Mr. Ahmed was first detained by the National Security Service (NSS) in 1981 and imprisoned without charge until 1986. Ahmed became an Amnesty International (AI) “Prisoner of Conscience” and AI campaigned for his release. After his release in 1986, Mr. Ahmed returned to his law professor position at Somali National University, where he continued to teach his students about human rights protections. He also returned to his law practice and began representing clients accused of political offenses before the National Security Court.
On November 20, 1988, NSS officers under Colonel Magan’s command arrested Mr. Ahmed in central Mogadishu. Ahmed was carrying a copy of Amnesty International report Somalia: A Long-Term Human Rights Crisis, published in September 1988, which the NSS officers confiscated. Mr. Ahmed was taken to the NSS Department of Investigations Prison in the unventilated basement of NSS Headquarters in north Mogadishu, where he was held in solitary confinement in a small, windowless cell. His left wrist was tightly handcuffed to his right leg for twenty-four hours a day, except during interrogations. He was placed on a starvation diet of rancid bread, butter and tea once a day and slept on cold wet floors without mat or blanket. He was interrogated day and night by NSS officers who accused him of writing the Amnesty International report and threatened that if he did not confess, they would kill him.
On February 7, 1989, Mr. Ahmed was taken to Magan’s office, where the same NSS officers who interrogated him were also present. Magan now accused Ahmed of being a member of the United Somali Congress (USC), a group established in January, 1989, while Ahmed was already in NSS detention. Magan told Ahmed that if he did not confess to being a member of the USC, they would torture him and get him to confess through torture. Hours later, officers came to Ahmed’s cell, blindfolded, handcuffed, and brought him to interrogators. Although Mr. Ahmed was blindfolded, one side of the blindfold was tied loose enough for him to see. The NSS officers brutally tortured him while interrogating him. His hands were tied together with cloths and then handcuffed. His feet were similarly tied together with cloths and then handcuffed. He was forced to sit down. His legs were pushed back over his head, exposing his genitals. His testicles were squeezed with iron instruments, causing him excruciating pain. A five liter container of water, sand and small stones was forced into his mouth, cutting off his air supply. He fainted. When he regained consciousness, he was beaten. After the torture, he was taken back to his cell.

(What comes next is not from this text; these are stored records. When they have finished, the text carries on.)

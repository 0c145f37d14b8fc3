#![cfg_attr(feature = "fail-on-warnings", deny(warnings))]
#![warn(clippy::all, clippy::pedantic, clippy::nursery, clippy::cargo)]
#![allow(clippy::multiple_crate_versions, clippy::cargo_common_metadata)]

//! Beach stranding-risk scoring for drifting sargassum.
//!
//! Turns the sub-sampled particle positions of a drift simulation into
//! per-beach risk estimates for several forecast days:
//!
//! - [`geodesy`] computes haversine distances.
//! - [`scorer`] sums two Gaussian kernels per beach (local and regional)
//!   and extrapolates them from the sample to the active population.
//! - [`classify`] maps the regional score to a [`RiskLevel`].
//! - [`batch`] orchestrates a full run over a [`ScoreRepository`] and
//!   stores it as one atomic batch.
//! - [`report`] renders the latest stored batch.
//! - [`catalog`] loads beach catalogs ([`ScoringConfig`]) from TOML.
//!
//! [`RiskLevel`]: sargassum_scoring_models::RiskLevel
//! [`ScoringConfig`]: sargassum_scoring_models::ScoringConfig

pub mod batch;
pub mod catalog;
pub mod classify;
pub mod geodesy;
pub mod positions;
pub mod report;
pub mod repository;
pub mod scorer;

pub use batch::ScoreComputer;
pub use repository::ScoreRepository;
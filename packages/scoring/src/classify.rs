//! Maps a regional score to a discrete risk level.

use sargassum_scoring_models::{RiskLevel, RiskThresholds};

/// Classifies `regional_score` against `thresholds`.
///
/// Each bound is inclusive: a score equal to `thresholds.medium` is
/// [`RiskLevel::Medium`]. Monotone non-decreasing in the score for ordered
/// thresholds; NaN classifies as [`RiskLevel::None`].
#[must_use]
pub fn classify(regional_score: f64, thresholds: &RiskThresholds) -> RiskLevel {
    if regional_score >= thresholds.high {
        RiskLevel::High
    } else if regional_score >= thresholds.medium {
        RiskLevel::Medium
    } else if regional_score >= thresholds.low {
        RiskLevel::Low
    } else {
        RiskLevel::None
    }
}

/// Classifies `regional_score` against the default thresholds.
#[must_use]
pub fn risk_level(regional_score: f64) -> RiskLevel {
    classify(regional_score, &RiskThresholds::default())
}

#[cfg(test)]
mod tests {
    use super::*;

    #[test]
    fn threshold_boundaries() {
        assert_eq!(risk_level(4.999), RiskLevel::None);
        assert_eq!(risk_level(5.0), RiskLevel::Low);
        assert_eq!(risk_level(24.999), RiskLevel::Low);
        assert_eq!(risk_level(25.0), RiskLevel::Medium);
        assert_eq!(risk_level(74.999), RiskLevel::Medium);
        assert_eq!(risk_level(75.0), RiskLevel::High);
    }

    #[test]
    fn extremes() {
        assert_eq!(risk_level(0.0), RiskLevel::None);
        assert_eq!(risk_level(-1.0), RiskLevel::None);
        assert_eq!(risk_level(f64::NAN), RiskLevel::None);
        assert_eq!(risk_level(f64::INFINITY), RiskLevel::High);
    }

    #[test]
    fn monotone_in_score() {
        let mut previous = RiskLevel::None;
        for i in 0..=1000 {
            let level = risk_level(f64::from(i) * 0.1);
            assert!(level >= previous, "{level} < {previous} at {i}");
            previous = level;
        }
        assert_eq!(previous, RiskLevel::High);
    }

    #[test]
    fn custom_thresholds() {
        let thresholds = RiskThresholds {
            low: 1.0,
            medium: 2.0,
            high: 3.0,
        };
        assert_eq!(classify(0.5, &thresholds), RiskLevel::None);
        assert_eq!(classify(1.5, &thresholds), RiskLevel::Low);
        assert_eq!(classify(2.0, &thresholds), RiskLevel::Medium);
        assert_eq!(classify(30.0, &thresholds), RiskLevel::High);
    }
}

By the end of February 1989, Mr. Ahmed was transferred from the NSS Prison to Central Prison. During the transfer, the Duty Officer of the prison read to him that he was charged with a violation of Article 19 (Law N.54, 1970), Authoring Subversive Material, which carried the death penalty. This was the first time that he learned of any charge against him. One day before his trial, Ahmed received a notice of the trial hearing and learned that the charge against him had been reduced to a violation of Article 18 (Law N.54, 1970), Possession of Subversive Material, which carried a three-five year prison sentence or a fine of 15,000 Somali shillings.
On March 8, 1989, Mr. Ahmed was taken before the National Security Court (NSC). The trial lasted less than one hour. He was not provided an attorney to represent him. During the trial, Ahmed told the NSC that he had been tortured by NSS officers and that Magan had ordered his torture. The NSC convicted him and fined him 15,000 Somali Shillings. His friend paid the fine on his behalf and he was released.
Mr. Ahmed again returned to his law practice and his law professor position at Somali National University. After his release, NSS officers followed him wherever he went and questioned his students about him. NSS officers under Magan’s command also repeatedly went to Ahmed’s home when he was not there. Each time, his family was told that Magan wanted to see him and was questioned about where Ahmed was and what he was doing.
On July 13, 1989, on the same night that the NSS arrested several other prominent figures and government critics in Mogadishu, Magan and several NSS officers under his command again went to Mr. Ahmed’s home. Magan and his men waited all night and until noon the next day for Ahmed to return. Ahmed was away on business. When Mr. Ahmed returned to his home the following evening, his mother told him that Magan and his men had come for him. She urged him to hide. Mr. Ahmed immediately went into hiding at a friend’s home until fleeing Somalia in August, 1989.